Records from a data source:
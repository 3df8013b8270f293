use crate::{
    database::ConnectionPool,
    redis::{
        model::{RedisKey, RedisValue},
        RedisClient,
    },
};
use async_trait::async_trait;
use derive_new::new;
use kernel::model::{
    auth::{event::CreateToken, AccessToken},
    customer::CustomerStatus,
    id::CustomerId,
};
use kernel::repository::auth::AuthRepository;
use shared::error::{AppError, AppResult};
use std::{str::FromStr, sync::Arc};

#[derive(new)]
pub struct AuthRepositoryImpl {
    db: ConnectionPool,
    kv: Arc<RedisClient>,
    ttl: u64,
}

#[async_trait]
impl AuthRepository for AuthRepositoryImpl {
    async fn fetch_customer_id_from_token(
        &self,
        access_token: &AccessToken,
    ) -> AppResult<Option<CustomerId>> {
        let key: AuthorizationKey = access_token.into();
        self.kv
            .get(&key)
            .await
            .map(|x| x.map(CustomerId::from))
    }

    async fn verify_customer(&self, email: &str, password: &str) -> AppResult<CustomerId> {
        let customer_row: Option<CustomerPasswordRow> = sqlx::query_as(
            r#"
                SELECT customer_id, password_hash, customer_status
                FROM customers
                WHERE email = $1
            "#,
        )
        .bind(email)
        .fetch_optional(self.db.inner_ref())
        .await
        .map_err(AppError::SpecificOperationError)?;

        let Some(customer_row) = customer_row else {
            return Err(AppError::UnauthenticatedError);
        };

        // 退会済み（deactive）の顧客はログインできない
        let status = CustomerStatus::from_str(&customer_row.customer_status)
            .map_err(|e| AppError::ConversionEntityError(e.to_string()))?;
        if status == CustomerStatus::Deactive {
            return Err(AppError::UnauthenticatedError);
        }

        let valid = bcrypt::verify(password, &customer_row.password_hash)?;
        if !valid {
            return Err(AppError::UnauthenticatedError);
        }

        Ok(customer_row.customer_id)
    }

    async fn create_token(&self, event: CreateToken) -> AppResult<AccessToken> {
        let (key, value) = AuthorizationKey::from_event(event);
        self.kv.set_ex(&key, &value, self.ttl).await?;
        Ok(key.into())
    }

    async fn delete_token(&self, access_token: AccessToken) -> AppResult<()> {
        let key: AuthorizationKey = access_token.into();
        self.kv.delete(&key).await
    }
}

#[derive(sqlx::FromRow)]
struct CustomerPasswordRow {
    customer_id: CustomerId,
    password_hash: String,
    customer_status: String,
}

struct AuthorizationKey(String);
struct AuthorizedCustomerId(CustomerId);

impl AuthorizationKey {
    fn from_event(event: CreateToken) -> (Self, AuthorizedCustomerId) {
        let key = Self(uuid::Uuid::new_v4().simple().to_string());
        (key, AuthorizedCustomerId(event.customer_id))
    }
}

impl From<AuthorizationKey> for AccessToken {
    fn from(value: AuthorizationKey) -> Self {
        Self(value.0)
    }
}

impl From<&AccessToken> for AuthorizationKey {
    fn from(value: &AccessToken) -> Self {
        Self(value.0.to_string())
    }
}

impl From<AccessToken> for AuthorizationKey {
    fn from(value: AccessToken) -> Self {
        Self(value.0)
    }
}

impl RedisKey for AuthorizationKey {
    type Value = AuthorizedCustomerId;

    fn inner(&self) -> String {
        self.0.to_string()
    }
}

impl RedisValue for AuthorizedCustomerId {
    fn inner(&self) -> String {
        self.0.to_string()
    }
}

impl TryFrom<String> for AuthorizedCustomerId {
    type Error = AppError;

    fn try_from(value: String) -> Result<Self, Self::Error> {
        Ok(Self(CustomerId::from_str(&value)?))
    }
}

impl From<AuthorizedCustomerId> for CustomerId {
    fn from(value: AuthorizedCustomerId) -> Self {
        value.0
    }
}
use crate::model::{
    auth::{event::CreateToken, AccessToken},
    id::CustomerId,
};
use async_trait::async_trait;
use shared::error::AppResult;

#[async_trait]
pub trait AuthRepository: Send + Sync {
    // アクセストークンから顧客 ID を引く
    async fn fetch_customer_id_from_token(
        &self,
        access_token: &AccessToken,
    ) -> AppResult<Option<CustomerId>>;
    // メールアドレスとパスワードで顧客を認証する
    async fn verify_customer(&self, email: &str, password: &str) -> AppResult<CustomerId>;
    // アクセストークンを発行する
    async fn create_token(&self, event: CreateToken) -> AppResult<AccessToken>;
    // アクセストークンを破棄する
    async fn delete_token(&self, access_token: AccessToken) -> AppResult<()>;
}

§ **PROBLEM TO SOLVE**
What lines above hold the word "valid"? List them all.

§ **PROBLEM SOLUTION**
        let valid = bcrypt::verify(password, &customer_row.password_hash)?;
        if !valid {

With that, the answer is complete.